→ Your assignment
Of all the lines below, output only those starting at the one with "impl Default for SsimParams" and ending at the one with "for c in 0..3", both ends included, exactly as written.

*** Provided data ***

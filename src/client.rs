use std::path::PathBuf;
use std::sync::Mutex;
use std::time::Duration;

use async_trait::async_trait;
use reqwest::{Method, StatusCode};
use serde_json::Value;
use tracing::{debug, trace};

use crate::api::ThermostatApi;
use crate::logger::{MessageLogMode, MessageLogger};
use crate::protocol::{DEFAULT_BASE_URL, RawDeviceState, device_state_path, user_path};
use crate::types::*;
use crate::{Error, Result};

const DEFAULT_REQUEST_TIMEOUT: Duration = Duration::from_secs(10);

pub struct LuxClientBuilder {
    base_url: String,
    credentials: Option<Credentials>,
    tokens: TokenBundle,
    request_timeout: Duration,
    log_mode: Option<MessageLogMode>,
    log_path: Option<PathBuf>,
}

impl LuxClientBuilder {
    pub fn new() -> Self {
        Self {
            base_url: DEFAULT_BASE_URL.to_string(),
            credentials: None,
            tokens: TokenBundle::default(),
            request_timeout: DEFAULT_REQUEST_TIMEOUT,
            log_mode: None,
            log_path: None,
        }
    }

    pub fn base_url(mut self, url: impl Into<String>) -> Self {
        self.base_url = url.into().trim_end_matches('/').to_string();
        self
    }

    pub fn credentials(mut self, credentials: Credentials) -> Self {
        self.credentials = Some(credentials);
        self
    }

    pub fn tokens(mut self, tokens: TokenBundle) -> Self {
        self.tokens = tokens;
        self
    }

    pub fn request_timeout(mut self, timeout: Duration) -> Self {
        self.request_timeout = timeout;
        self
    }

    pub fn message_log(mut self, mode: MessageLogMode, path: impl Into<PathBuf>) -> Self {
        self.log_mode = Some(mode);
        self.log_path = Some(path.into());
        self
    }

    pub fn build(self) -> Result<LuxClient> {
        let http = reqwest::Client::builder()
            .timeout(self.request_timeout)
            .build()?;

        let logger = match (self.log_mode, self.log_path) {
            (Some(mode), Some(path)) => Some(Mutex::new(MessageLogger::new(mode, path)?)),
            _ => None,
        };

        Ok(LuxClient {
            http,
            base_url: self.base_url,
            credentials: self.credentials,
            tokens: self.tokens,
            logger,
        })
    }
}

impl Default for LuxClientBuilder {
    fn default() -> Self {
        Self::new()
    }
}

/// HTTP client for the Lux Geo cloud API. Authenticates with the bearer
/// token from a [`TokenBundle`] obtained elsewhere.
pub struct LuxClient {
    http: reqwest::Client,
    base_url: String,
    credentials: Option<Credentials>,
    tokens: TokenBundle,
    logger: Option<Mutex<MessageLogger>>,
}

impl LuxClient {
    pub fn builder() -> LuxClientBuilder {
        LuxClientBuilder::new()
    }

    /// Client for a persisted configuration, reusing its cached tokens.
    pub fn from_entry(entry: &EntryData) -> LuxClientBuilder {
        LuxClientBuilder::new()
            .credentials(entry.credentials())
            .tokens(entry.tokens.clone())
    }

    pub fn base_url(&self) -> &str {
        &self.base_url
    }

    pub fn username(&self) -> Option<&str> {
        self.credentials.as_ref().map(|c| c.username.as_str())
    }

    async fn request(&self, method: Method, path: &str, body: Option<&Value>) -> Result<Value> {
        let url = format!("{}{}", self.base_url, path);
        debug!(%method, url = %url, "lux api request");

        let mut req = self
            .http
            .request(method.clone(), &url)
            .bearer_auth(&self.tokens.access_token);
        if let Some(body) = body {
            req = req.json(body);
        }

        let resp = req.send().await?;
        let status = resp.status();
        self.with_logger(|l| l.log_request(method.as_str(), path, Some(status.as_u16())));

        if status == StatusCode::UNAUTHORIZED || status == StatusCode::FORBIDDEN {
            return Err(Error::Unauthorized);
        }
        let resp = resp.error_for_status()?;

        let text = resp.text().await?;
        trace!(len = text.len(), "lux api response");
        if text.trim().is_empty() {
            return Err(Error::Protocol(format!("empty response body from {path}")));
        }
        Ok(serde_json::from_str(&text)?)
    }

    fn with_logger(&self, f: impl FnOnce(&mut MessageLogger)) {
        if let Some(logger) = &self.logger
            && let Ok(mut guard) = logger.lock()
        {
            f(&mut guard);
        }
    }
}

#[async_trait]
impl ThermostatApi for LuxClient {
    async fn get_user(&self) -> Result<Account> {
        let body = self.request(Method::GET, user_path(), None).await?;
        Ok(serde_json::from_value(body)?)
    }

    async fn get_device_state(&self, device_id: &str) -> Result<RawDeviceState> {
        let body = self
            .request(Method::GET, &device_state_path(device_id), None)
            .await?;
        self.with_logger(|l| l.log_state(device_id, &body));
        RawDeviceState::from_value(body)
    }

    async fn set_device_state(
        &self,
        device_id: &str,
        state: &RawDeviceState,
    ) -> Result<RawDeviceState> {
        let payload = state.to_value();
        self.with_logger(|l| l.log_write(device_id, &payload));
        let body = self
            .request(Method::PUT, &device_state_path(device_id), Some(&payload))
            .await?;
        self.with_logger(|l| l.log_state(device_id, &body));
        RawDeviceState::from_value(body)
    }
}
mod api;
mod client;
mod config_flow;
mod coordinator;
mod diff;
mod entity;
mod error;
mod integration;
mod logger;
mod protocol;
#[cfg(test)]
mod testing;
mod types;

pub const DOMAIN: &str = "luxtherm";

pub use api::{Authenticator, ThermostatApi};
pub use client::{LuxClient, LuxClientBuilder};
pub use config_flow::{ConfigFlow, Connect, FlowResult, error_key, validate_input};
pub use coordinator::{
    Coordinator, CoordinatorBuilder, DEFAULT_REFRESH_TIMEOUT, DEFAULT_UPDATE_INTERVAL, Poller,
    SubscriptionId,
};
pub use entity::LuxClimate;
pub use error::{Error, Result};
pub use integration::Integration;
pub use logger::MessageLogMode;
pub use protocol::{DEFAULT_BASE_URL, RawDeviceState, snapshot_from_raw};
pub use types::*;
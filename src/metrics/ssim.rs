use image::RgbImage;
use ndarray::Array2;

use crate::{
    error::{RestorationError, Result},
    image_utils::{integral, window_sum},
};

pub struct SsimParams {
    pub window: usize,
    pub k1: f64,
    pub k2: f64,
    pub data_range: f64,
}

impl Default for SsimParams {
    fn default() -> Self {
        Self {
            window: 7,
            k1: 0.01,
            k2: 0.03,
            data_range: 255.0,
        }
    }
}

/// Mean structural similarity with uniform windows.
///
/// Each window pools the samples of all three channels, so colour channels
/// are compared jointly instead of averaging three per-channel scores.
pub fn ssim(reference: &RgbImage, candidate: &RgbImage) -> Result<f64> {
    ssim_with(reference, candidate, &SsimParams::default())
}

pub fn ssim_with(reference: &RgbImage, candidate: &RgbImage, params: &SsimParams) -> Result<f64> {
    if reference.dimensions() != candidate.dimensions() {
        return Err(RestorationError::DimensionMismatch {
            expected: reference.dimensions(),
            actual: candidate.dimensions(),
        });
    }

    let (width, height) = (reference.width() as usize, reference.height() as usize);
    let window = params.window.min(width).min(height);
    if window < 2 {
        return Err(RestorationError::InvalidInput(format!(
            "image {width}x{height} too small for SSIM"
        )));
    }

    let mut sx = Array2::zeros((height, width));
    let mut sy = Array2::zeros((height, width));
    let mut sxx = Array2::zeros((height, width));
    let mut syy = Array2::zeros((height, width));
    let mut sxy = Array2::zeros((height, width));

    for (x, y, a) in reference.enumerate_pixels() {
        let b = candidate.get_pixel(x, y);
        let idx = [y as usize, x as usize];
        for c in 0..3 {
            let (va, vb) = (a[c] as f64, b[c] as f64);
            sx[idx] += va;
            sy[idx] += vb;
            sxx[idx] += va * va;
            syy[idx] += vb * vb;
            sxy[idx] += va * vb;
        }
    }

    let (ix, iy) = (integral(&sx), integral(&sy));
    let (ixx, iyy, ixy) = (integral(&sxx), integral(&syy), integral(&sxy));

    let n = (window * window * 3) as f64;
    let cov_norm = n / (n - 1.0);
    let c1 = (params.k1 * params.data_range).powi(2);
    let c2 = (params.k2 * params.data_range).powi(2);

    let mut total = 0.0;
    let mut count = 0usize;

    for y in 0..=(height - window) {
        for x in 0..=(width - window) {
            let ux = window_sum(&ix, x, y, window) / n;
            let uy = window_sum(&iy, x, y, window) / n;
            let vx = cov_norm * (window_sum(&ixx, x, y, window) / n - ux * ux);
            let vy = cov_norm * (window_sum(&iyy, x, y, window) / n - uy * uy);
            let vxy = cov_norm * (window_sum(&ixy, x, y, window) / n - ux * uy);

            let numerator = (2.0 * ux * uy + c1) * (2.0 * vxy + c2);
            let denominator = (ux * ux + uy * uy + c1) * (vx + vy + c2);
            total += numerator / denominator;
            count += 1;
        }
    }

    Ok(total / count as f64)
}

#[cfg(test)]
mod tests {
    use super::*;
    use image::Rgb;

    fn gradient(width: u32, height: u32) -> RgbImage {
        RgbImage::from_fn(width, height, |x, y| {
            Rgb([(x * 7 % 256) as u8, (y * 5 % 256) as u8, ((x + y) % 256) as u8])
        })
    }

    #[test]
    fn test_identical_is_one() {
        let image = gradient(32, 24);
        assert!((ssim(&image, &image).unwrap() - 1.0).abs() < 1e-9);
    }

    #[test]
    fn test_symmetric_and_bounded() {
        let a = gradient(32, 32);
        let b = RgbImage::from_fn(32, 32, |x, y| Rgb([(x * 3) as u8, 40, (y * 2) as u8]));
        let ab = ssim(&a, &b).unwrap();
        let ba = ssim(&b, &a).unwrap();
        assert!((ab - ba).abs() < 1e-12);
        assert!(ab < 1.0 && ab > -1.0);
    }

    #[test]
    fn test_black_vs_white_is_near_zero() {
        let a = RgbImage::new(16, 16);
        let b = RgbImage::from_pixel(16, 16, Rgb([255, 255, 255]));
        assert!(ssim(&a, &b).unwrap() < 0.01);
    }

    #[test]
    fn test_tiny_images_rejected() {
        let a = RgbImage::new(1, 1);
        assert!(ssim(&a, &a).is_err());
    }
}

*** End of Provided data ***

→ Exercise solution
impl Default for SsimParams {
    fn default() -> Self {
        Self {
            window: 7,
            k1: 0.01,
            k2: 0.03,
            data_range: 255.0,
        }
    }
}

/// Mean structural similarity with uniform windows.
///
/// Each window pools the samples of all three channels, so colour channels
/// are compared jointly instead of averaging three per-channel scores.
pub fn ssim(reference: &RgbImage, candidate: &RgbImage) -> Result<f64> {
    ssim_with(reference, candidate, &SsimParams::default())
}

pub fn ssim_with(reference: &RgbImage, candidate: &RgbImage, params: &SsimParams) -> Result<f64> {
    if reference.dimensions() != candidate.dimensions() {
        return Err(RestorationError::DimensionMismatch {
            expected: reference.dimensions(),
            actual: candidate.dimensions(),
        });
    }

    let (width, height) = (reference.width() as usize, reference.height() as usize);
    let window = params.window.min(width).min(height);
    if window < 2 {
        return Err(RestorationError::InvalidInput(format!(
            "image {width}x{height} too small for SSIM"
        )));
    }

    let mut sx = Array2::zeros((height, width));
    let mut sy = Array2::zeros((height, width));
    let mut sxx = Array2::zeros((height, width));
    let mut syy = Array2::zeros((height, width));
    let mut sxy = Array2::zeros((height, width));

    for (x, y, a) in reference.enumerate_pixels() {
        let b = candidate.get_pixel(x, y);
        let idx = [y as usize, x as usize];
        for c in 0..3 {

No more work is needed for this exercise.